[What you are asked to do] From the first line to the last, write out the records exactly.

[Records from a dataset]
Segment Open

//! Batch command - extract fields from many block files.

use std::fs;
use std::path::PathBuf;
use std::time::Instant;

use clap::Args;
use console::style;
use glob::glob;
use indicatif::{ProgressBar, ProgressStyle};
use tracing::{debug, error, warn};

use profex_core::ExtractionRecord;

use super::extract::{build_engine, format_record, read_blocks, OutputFormat};

/// Arguments for the batch command.
#[derive(Args)]
pub struct BatchArgs {
    /// Input files or glob pattern
    #[arg(required = true)]
    input: String,

    /// Output directory
    #[arg(short, long)]
    output_dir: Option<PathBuf>,

    /// Output format for each file
    #[arg(short, long, value_enum, default_value = "json")]
    format: OutputFormat,

    /// Also generate a summary CSV
    #[arg(long)]
    summary: bool,

    /// Continue on error
    #[arg(long)]
    continue_on_error: bool,
}

/// Result of extracting one file.
struct FileResult {
    path: PathBuf,
    record: Option<ExtractionRecord>,
    error: Option<String>,
    processing_time_ms: u64,
}

pub fn run(args: BatchArgs, config_path: Option<&str>) -> anyhow::Result<()> {
    let start = Instant::now();

    let engine = build_engine(config_path)?;

    // Expand glob pattern
    let files: Vec<PathBuf> = glob(&args.input)?
        .filter_map(|r| r.ok())
        .filter(|p| {
            let ext = p.extension().and_then(|e| e.to_str()).unwrap_or("");
            ext.eq_ignore_ascii_case("json")
        })
        .collect();

    if files.is_empty() {
        anyhow::bail!("No matching files found for pattern: {}", args.input);
    }

    println!(
        "{} Found {} files to process",
        style("ℹ").blue(),
        files.len()
    );

    if let Some(ref output_dir) = args.output_dir {
        fs::create_dir_all(output_dir)?;
    }

    let pb = ProgressBar::new(files.len() as u64);
    pb.set_style(
        ProgressStyle::default_bar()
            .template("{spinner:.green} [{elapsed_precise}] [{bar:40.cyan/blue}] {pos}/{len} files")
            .unwrap()
            .progress_chars("=>-"),
    );

    let mut results = Vec::with_capacity(files.len());

    for path in files {
        let file_start = Instant::now();
        let result = read_blocks(&path).map(|blocks| engine.extract(&blocks));
        let processing_time_ms = file_start.elapsed().as_millis() as u64;

        match result {
            Ok(record) => {
                results.push(FileResult {
                    path: path.clone(),
                    record: Some(record),
                    error: None,
                    processing_time_ms,
                });
            }
            Err(e) => {
                let error_msg = e.to_string();
                if args.continue_on_error {
                    warn!("Failed to process {}: {}", path.display(), error_msg);
                    results.push(FileResult {
                        path: path.clone(),
                        record: None,
                        error: Some(error_msg),
                        processing_time_ms,
                    });
                } else {
                    error!("Failed to process {}: {}", path.display(), error_msg);
                    anyhow::bail!("Processing failed: {}", error_msg);
                }
            }
        }

        pb.inc(1);
    }

    pb.finish_with_message("Complete");

    let successful: Vec<_> = results.iter().filter(|r| r.record.is_some()).collect();
    let failed: Vec<_> = results.iter().filter(|r| r.error.is_some()).collect();

    // Write per-file outputs
    for result in &successful {
        if let (Some(record), Some(output_dir)) = (&result.record, &args.output_dir) {
            let output_name = result
                .path
                .file_stem()
                .and_then(|s| s.to_str())
                .unwrap_or("record");

            let extension = match args.format {
                OutputFormat::Json => "json",
                OutputFormat::Csv => "csv",
                OutputFormat::Text => "txt",
            };

            let output_path = output_dir.join(format!("{}.{}", output_name, extension));
            fs::write(&output_path, format_record(record, args.format)?)?;
            debug!("Wrote output to {}", output_path.display());
        }
    }

    if args.summary {
        let summary_path = args
            .output_dir
            .as_ref()
            .map(|d| d.join("summary.csv"))
            .unwrap_or_else(|| PathBuf::from("summary.csv"));

        write_summary(&summary_path, &results)?;
        println!(
            "{} Summary written to {}",
            style("✓").green(),
            summary_path.display()
        );
    }

    println!();
    println!(
        "{} Processed {} files in {:?}",
        style("✓").green(),
        results.len(),
        start.elapsed()
    );
    println!(
        "   {} successful, {} failed",
        style(successful.len()).green(),
        style(failed.len()).red()
    );

    if !failed.is_empty() {
        println!();
        println!("{}", style("Failed files:").red());
        for result in &failed {
            println!(
                "  - {}: {}",
                result.path.display(),
                result.error.as_deref().unwrap_or("unknown error")
            );
        }
    }

    Ok(())
}

fn write_summary(path: &PathBuf, results: &[FileResult]) -> anyhow::Result<()> {
    let mut wtr = csv::Writer::from_path(path)?;

    wtr.write_record([
        "filename",
        "status",
        "proforma_number",
        "order_number",
        "order_reference",
        "customer_name",
        "amount",
        "currency",
        "date",
        "confidence",
        "processing_time_ms",
        "error",
    ])?;

    for result in results {
        let filename = result
            .path
            .file_name()
            .and_then(|s| s.to_str())
            .unwrap_or("");

        if let Some(record) = &result.record {
            wtr.write_record([
                filename,
                "success",
                &record.proforma_number,
                &record.order_number,
                &record.order_reference,
                &record.customer_name,
                &record.amount,
                &record.currency,
                &record.date,
                &format!("{:.2}", record.confidence),
                &result.processing_time_ms.to_string(),
                "",
            ])?;
        } else {
            wtr.write_record([
                filename,
                "error",
                "",
                "",
                "",
                "",
                "",
                "",
                "",
                "",
                &result.processing_time_ms.to_string(),
                result.error.as_deref().unwrap_or(""),
            ])?;
        }
    }

    wtr.flush()?;
    Ok(())
}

Segment Closed

[Worked solution]
//! Batch command - extract fields from many block files.

use std::fs;
use std::path::PathBuf;
use std::time::Instant;

use clap::Args;
use console::style;
use glob::glob;
use indicatif::{ProgressBar, ProgressStyle};
use tracing::{debug, error, warn};

use profex_core::ExtractionRecord;

use super::extract::{build_engine, format_record, read_blocks, OutputFormat};

/// Arguments for the batch command.
#[derive(Args)]
pub struct BatchArgs {
    /// Input files or glob pattern
    #[arg(required = true)]
    input: String,

    /// Output directory
    #[arg(short, long)]
    output_dir: Option<PathBuf>,

    /// Output format for each file
    #[arg(short, long, value_enum, default_value = "json")]
    format: OutputFormat,

    /// Also generate a summary CSV
    #[arg(long)]
    summary: bool,

    /// Continue on error
    #[arg(long)]
    continue_on_error: bool,
}

/// Result of extracting one file.
struct FileResult {
    path: PathBuf,
    record: Option<ExtractionRecord>,
    error: Option<String>,
    processing_time_ms: u64,
}

pub fn run(args: BatchArgs, config_path: Option<&str>) -> anyhow::Result<()> {
    let start = Instant::now();

    let engine = build_engine(config_path)?;

    // Expand glob pattern
    let files: Vec<PathBuf> = glob(&args.input)?
        .filter_map(|r| r.ok())
        .filter(|p| {
            let ext = p.extension().and_then(|e| e.to_str()).unwrap_or("");
            ext.eq_ignore_ascii_case("json")
        })
        .collect();

    if files.is_empty() {
        anyhow::bail!("No matching files found for pattern: {}", args.input);
    }

    println!(
        "{} Found {} files to process",
        style("ℹ").blue(),
        files.len()
    );

    if let Some(ref output_dir) = args.output_dir {
        fs::create_dir_all(output_dir)?;
    }

    let pb = ProgressBar::new(files.len() as u64);
    pb.set_style(
        ProgressStyle::default_bar()
            .template("{spinner:.green} [{elapsed_precise}] [{bar:40.cyan/blue}] {pos}/{len} files")
            .unwrap()
            .progress_chars("=>-"),
    );

    let mut results = Vec::with_capacity(files.len());

    for path in files {
        let file_start = Instant::now();
        let result = read_blocks(&path).map(|blocks| engine.extract(&blocks));
        let processing_time_ms = file_start.elapsed().as_millis() as u64;

        match result {
            Ok(record) => {
                results.push(FileResult {
                    path: path.clone(),
                    record: Some(record),
                    error: None,
                    processing_time_ms,
                });
            }
            Err(e) => {
                let error_msg = e.to_string();
                if args.continue_on_error {
                    warn!("Failed to process {}: {}", path.display(), error_msg);
                    results.push(FileResult {
                        path: path.clone(),
                        record: None,
                        error: Some(error_msg),
                        processing_time_ms,
                    });
                } else {
                    error!("Failed to process {}: {}", path.display(), error_msg);
                    anyhow::bail!("Processing failed: {}", error_msg);
                }
            }
        }

        pb.inc(1);
    }

    pb.finish_with_message("Complete");

    let successful: Vec<_> = results.iter().filter(|r| r.record.is_some()).collect();
    let failed: Vec<_> = results.iter().filter(|r| r.error.is_some()).collect();

    // Write per-file outputs
    for result in &successful {
        if let (Some(record), Some(output_dir)) = (&result.record, &args.output_dir) {
            let output_name = result
                .path
                .file_stem()
                .and_then(|s| s.to_str())
                .unwrap_or("record");

            let extension = match args.format {
                OutputFormat::Json => "json",
                OutputFormat::Csv => "csv",
                OutputFormat::Text => "txt",
            };

            let output_path = output_dir.join(format!("{}.{}", output_name, extension));
            fs::write(&output_path, format_record(record, args.format)?)?;
            debug!("Wrote output to {}", output_path.display());
        }
    }

    if args.summary {
        let summary_path = args
            .output_dir
            .as_ref()
            .map(|d| d.join("summary.csv"))
            .unwrap_or_else(|| PathBuf::from("summary.csv"));

        write_summary(&summary_path, &results)?;
        println!(
            "{} Summary written to {}",
            style("✓").green(),
            summary_path.display()
        );
    }

    println!();
    println!(
        "{} Processed {} files in {:?}",
        style("✓").green(),
        results.len(),
        start.elapsed()
    );
    println!(
        "   {} successful, {} failed",
        style(successful.len()).green(),
        style(failed.len()).red()
    );

    if !failed.is_empty() {
        println!();
        println!("{}", style("Failed files:").red());
        for result in &failed {
            println!(
                "  - {}: {}",
                result.path.display(),
                result.error.as_deref().unwrap_or("unknown error")
            );
        }
    }

    Ok(())
}

fn write_summary(path: &PathBuf, results: &[FileResult]) -> anyhow::Result<()> {
    let mut wtr = csv::Writer::from_path(path)?;

    wtr.write_record([
        "filename",
        "status",
        "proforma_number",
        "order_number",
        "order_reference",
        "customer_name",
        "amount",
        "currency",
        "date",
        "confidence",
        "processing_time_ms",
        "error",
    ])?;

    for result in results {
        let filename = result
            .path
            .file_name()
            .and_then(|s| s.to_str())
            .unwrap_or("");

        if let Some(record) = &result.record {
            wtr.write_record([
                filename,
                "success",
                &record.proforma_number,
                &record.order_number,
                &record.order_reference,
                &record.customer_name,
                &record.amount,
                &record.currency,
                &record.date,
                &format!("{:.2}", record.confidence),
                &result.processing_time_ms.to_string(),
                "",
            ])?;
        } else {
            wtr.write_record([
                filename,
                "error",
                "",
                "",
                "",
                "",
                "",
                "",
                "",
                "",
                &result.processing_time_ms.to_string(),
                result.error.as_deref().unwrap_or(""),
            ])?;
        }
    }

    wtr.flush()?;
    Ok(())
}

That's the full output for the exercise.